Each entry is to be output as written, so that none is missing.

[Recorded data]

//! Thin HTTP implementations of the collaborator contracts:
//! the Telegram Bot API chat gateway and the Google Sheets v4 store.
//!
//! Nothing here contains task logic — only request construction,
//! response mapping, and error classification.

pub mod sheets;
pub mod telegram;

[/Recorded data]

▸ Task response
//! Thin HTTP implementations of the collaborator contracts:
//! the Telegram Bot API chat gateway and the Google Sheets v4 store.
//!
//! Nothing here contains task logic — only request construction,
//! response mapping, and error classification.

pub mod sheets;
pub mod telegram;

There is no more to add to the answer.